Midlands Bowel Centre

Spire Parkway Hospital

1 Damson Parkway, Solihull, West Midlands, B91 2PP

Anal fissure

  • What is an anal fissure?

    An anal fissure is a tear or split in the lining of the anal canal and is typically extremely painful. Tearing pain occurs on defecation with passage of bright red blood, seen on the toilet paper. Patients may also complain of a throbbing anal discomfort for several hours after a bowel movement. Defecation can be so painful that patients are afraid to go to the toilet; this then leads to the passage of large, hard stools that make the problem worse! Spasm in the anal sphincter muscle can also cause an increase in resting pressure in the anal canal which can cause reduction in blood supply in the anal canal lining and further contributes to poor healing of the fissure.  An unhealed anal  fissure may develop chronic ulceration in the anal canal with exposure of the internal anal sphincter at the base of the ulcer.

    Treatment of anal fissure

    Medical therapy leads to healing in the vast majority of patients with acute anal fissures, and almost half of the patients with chronic fissures. Treatment is aimed at breaking the cycle of pain, spasm, and reduced blood supply thought responsible for the development of the fissure. Initial treatment consists of two components: achieving a soft stool consistency and relaxation of the internal sphincter.

    Achieving a soft comfortable, non-irritant stool

    This  can be accomplished by adjusting the diet to increase the amount of daily fibre [aim for 25g to 30g per day] or by adding a fibre supplement and avoiding foodstuffs that cause irritant faeces such as coffee, tea, caffeinated fizzy drinks, beer, chocolate, and tomatoes.  The key, though, is to ensure that the patient increases the amount of water he or she drinks to 2 litres per day in the average adult].

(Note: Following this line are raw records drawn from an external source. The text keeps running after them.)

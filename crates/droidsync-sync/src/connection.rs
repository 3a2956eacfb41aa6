//! Connection manager
//!
//! Converts a raw device identifier or address into a verified
//! [`DeviceSession`], and answers "is anything connected right now?" for
//! the orchestrated operations. The bridge's own device list is the
//! durable record between invocations; every operation re-derives its
//! session from a fresh listing rather than trusting stale state.

use std::net::Ipv4Addr;
use std::sync::Arc;

use tracing::{info, warn};

use droidsync_core::domain::device::{Device, DeviceId, DeviceSession};
use droidsync_core::domain::errors::SyncError;
use droidsync_core::ports::bridge::BridgeClient;
use droidsync_core::BRIDGE_PORT;

/// Property key holding the device's marketing name.
const MODEL_PROPERTY: &str = "ro.product.model";

/// Informational snapshot of the currently connected device
#[derive(Debug, Clone)]
pub struct ConnectionReport {
    pub device: DeviceId,
    /// Device-side IP, parsed from a shell route query
    pub ip: Option<String>,
    pub model: Option<String>,
}

/// Establishes and verifies device sessions over the bridge port
pub struct ConnectionManager {
    bridge: Arc<dyn BridgeClient>,
}

impl ConnectionManager {
    pub fn new(bridge: Arc<dyn BridgeClient>) -> Self {
        Self { bridge }
    }

    /// Connects to `target` (a USB serial, an `ip:port` endpoint, or a bare
    /// IPv4 address) and returns a verified session.
    ///
    /// For a bare IP the existing network session is dropped first, then a
    /// fresh `connect` is issued against the bridge port. In every case the
    /// identifier must then appear in a new listing with state `device`;
    /// otherwise the attempt is rejected, leaving whatever partial state
    /// the bridge reached (no rollback). Connecting to an already-current
    /// device re-verifies rather than short-circuiting.
    pub async fn connect(&self, target: &str) -> Result<DeviceSession, SyncError> {
        let expected_id = if target.parse::<Ipv4Addr>().is_ok() {
            let address = format!("{target}:{BRIDGE_PORT}");
            info!(%address, "Opening network session");
            self.bridge.disconnect_network().await?;
            self.bridge.connect_network(&address).await?;
            address
        } else {
            target.to_string()
        };

        let entries = self.bridge.list_devices().await?;
        let entry = entries
            .iter()
            .find(|e| e.id.as_str() == expected_id && e.state.is_ready())
            .ok_or_else(|| SyncError::ConnectionRejected(target.to_string()))?;

        // Best-effort: a failed name fetch must not fail the connect.
        let model = self
            .bridge
            .get_property(&entry.id, MODEL_PROPERTY)
            .await
            .unwrap_or_default();

        let device = Device::from_id(entry.id.clone()).with_model(model);
        info!(device = %device.label(), "Connected");
        Ok(DeviceSession::new(device))
    }

    /// Returns a session for the first ready device, or
    /// [`SyncError::NoDeviceConnected`].
    ///
    /// This is the precondition every orchestrated operation asserts before
    /// doing any work.
    pub async fn ensure_device(&self) -> Result<DeviceSession, SyncError> {
        let entries = self.bridge.list_devices().await?;
        entries
            .into_iter()
            .find(|e| e.state.is_ready())
            .map(|e| DeviceSession::new(Device::from_id(e.id)))
            .ok_or(SyncError::NoDeviceConnected)
    }

    /// Reports on the currently connected device, enriched with its IP and
    /// model name. Purely informational; mutates nothing.
    pub async fn check_connection(&self) -> Result<Option<ConnectionReport>, SyncError> {
        let entries = self.bridge.list_devices().await?;
        let Some(entry) = entries.into_iter().find(|e| e.state.is_ready()) else {
            return Ok(None);
        };

        let ip = match self.bridge.run_shell(&entry.id, "ip route").await {
            Ok(output) => parse_route_ip(&output),
            Err(err) => {
                warn!(device = %entry.id, %err, "Route query failed");
                None
            }
        };
        let model = self
            .bridge
            .get_property(&entry.id, MODEL_PROPERTY)
            .await
            .ok()
            .filter(|m| !m.is_empty());

        Ok(Some(ConnectionReport {
            device: entry.id,
            ip,
            model,
        }))
    }
}

/// Pulls the device's own address out of `ip route` output.
///
/// The link-route line reads
/// `192.168.1.0/24 dev wlan0 proto kernel scope link src <ip>`; the
/// address is the ninth whitespace token of the output.
fn parse_route_ip(output: &str) -> Option<String> {
    output.split_whitespace().nth(8).map(str::to_string)
}
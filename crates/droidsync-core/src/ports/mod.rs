//! Port definitions (trait interfaces for adapters)
//!
//! The rest of the core never parses raw tool output; everything fragile
//! lives behind these two traits, one per external tool.

pub mod bridge;
pub mod scanner;

pub use bridge::{BridgeClient, DeviceEntry, PushOutcome};
pub use scanner::DeviceScanner;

    Relaxation of the internal sphincter

    Warm baths may ease the acute pain in the anal area. 10-15 minutes in a warm bath can be very soothing after a bowel movement. After a bath, the anal area should be carefully dried with a towel or a hair dryer with cool air. If a bath is not possible, using a wet baby wipe after a bowel motion is helpful to achieve optimal cleansing of the anal skin. Based on the theory that anal fissures are caused by reduced blood supply, topical ointments that reduce the anal sphincter pressure such as diltiazem may be useful.

    Injection of a muscle relaxant to the internal sphincter can be used as a second line therapy; studies show rates of healing of 60%-70% after a single injection of 15 or 20 Units of the relaxant.

    Surgical treatment is generally reserved for fissures that have failed to be treated sucessfully with medical therapy. Lateral internal sphincterotomy is the procedure of choice for the majority of surgeons. This operation surgically divides a portion of the internal anal sphincter and is highly effective in reducing symptoms of chronic anal fissure. However, persistent minor incontinence may occur in up to 35% of patients after the procedure, some will resolve within 6 weeks or so and some will be permanent.